Acquia Drupal Web CMS Framework
After much waiting and anticipation from the open source content management world, Acquia has officially released Acquia Drupal, a free and commercially supported distribution of the Drupal Web CMS platform that marks the company's first major move since its inception. Unfortunately, in the process, Acquia might end up confusing the new and existing Drupalers more than intended. The Drupal community might consider this as a negative move -- as Acquia, a commercial entity, has associated itself with Drupal, an open source project, a fair bit too much. CMSWire talked with Bryan House, Acquia's product marketing director, to get more insight into this release.With growth to 27 full-time employees and contractors, Acquia has quickly become an important part of the Drupal community for reasons that many people still don't understand. At first, feelings were mixed on how Acquia's beta release of Carbon would affect the Drupal project and community, but things have been relatively quiet since then. But now, Acquia has completed its first major project that is expected to be beneficial to anyone and everyone involved with Drupal and Acquia. Bryan House pointed out how these are truly exciting times for the Drupal community and for Acquia. "We are completing the Drupal experience," House said. To understand the meaning of that statement, one must understand the differences and similarities between Drupal and Acquia Drupal. But that is the root of the problem.

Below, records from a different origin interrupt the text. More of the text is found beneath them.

//! Tests for the field value converters

use crate::app::models::FieldValue;
use crate::app::services::telemetry::converters::{ConversionError, Converter};
use chrono::{NaiveDate, NaiveTime};

#[test]
fn test_locale_float_parses_comma_decimal() {
    assert_eq!(
        Converter::LocaleFloat.apply("3,14").unwrap(),
        FieldValue::Float(3.14)
    );
    assert_eq!(
        Converter::LocaleFloat.apply("-12,5").unwrap(),
        FieldValue::Float(-12.5)
    );
}

#[test]
fn test_locale_float_accepts_dot_decimal_too() {
    assert_eq!(
        Converter::LocaleFloat.apply("3.14").unwrap(),
        FieldValue::Float(3.14)
    );
}

#[test]
fn test_locale_float_resolves_garbage_to_nan() {
    for raw in ["abc", "", "12,3,4", "--"] {
        match Converter::LocaleFloat.apply(raw).unwrap() {
            FieldValue::Float(v) => assert!(v.is_nan(), "expected NaN for {raw:?}"),
            other => panic!("expected Float, got {other:?}"),
        }
    }
}

#[test]
fn test_strict_float_parses() {
    assert_eq!(
        Converter::Float.apply("1450.75").unwrap(),
        FieldValue::Float(1450.75)
    );
    // Surrounding whitespace is tolerated, like the snapshot hardware emits.
    assert_eq!(
        Converter::Float.apply(" 8.25 ").unwrap(),
        FieldValue::Float(8.25)
    );
}

#[test]
fn test_strict_float_propagates_failure() {
    assert!(matches!(
        Converter::Float.apply("abc").unwrap_err(),
        ConversionError::Float { .. }
    ));
    // Comma decimals are not valid in the strict (snapshot) format.
    assert!(matches!(
        Converter::Float.apply("3,14").unwrap_err(),
        ConversionError::Float { .. }
    ));
}

#[test]
fn test_date_parses_day_month_year() {
    assert_eq!(
        Converter::Date.apply("05.07.2019").unwrap(),
        FieldValue::Date(NaiveDate::from_ymd_opt(2019, 7, 5).unwrap())
    );
}

#[test]
fn test_date_rejects_other_layouts() {
    for raw in ["2019-07-05", "5/7/2019", "32.01.2019", ""] {
        assert!(matches!(
            Converter::Date.apply(raw).unwrap_err(),
            ConversionError::Date { .. }
        ));
    }
}

#[test]
fn test_time_parses_iso_local_time() {
    assert_eq!(
        Converter::Time.apply("10:41:17").unwrap(),
        FieldValue::Time(NaiveTime::from_hms_opt(10, 41, 17).unwrap())
    );
    assert_eq!(
        Converter::Time.apply("10:41:17.250").unwrap(),
        FieldValue::Time(NaiveTime::from_hms_milli_opt(10, 41, 17, 250).unwrap())
    );
    assert_eq!(
        Converter::Time.apply("10:41").unwrap(),
        FieldValue::Time(NaiveTime::from_hms_opt(10, 41, 0).unwrap())
    );
}

#[test]
fn test_time_rejects_garbage() {
    assert!(matches!(
        Converter::Time.apply("25:00:00").unwrap_err(),
        ConversionError::Time { .. }
    ));
}

#[test]
fn test_integer_parses_base_10() {
    assert_eq!(
        Converter::Integer.apply("4711").unwrap(),
        FieldValue::Integer(4711)
    );
    assert_eq!(
        Converter::Integer.apply(" 42 ").unwrap(),
        FieldValue::Integer(42)
    );
}

#[test]
fn test_integer_propagates_failure() {
    assert!(matches!(
        Converter::Integer.apply("4711.0").unwrap_err(),
        ConversionError::Integer { .. }
    ));
}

The Differences Between Drupal and Acquia Drupal

Users of Drupal will be quite familiar with Acquia Drupal; with a few exceptions in mind, it practically is Drupal. Now, that in itself is challenging to explain to someone new to Drupal and/or Acquia, and this is why Acquia's naming decision was questionable. There is practically no distinction now. There are differences, but we must make it clear that this is Acquia Drupal and not Drupal.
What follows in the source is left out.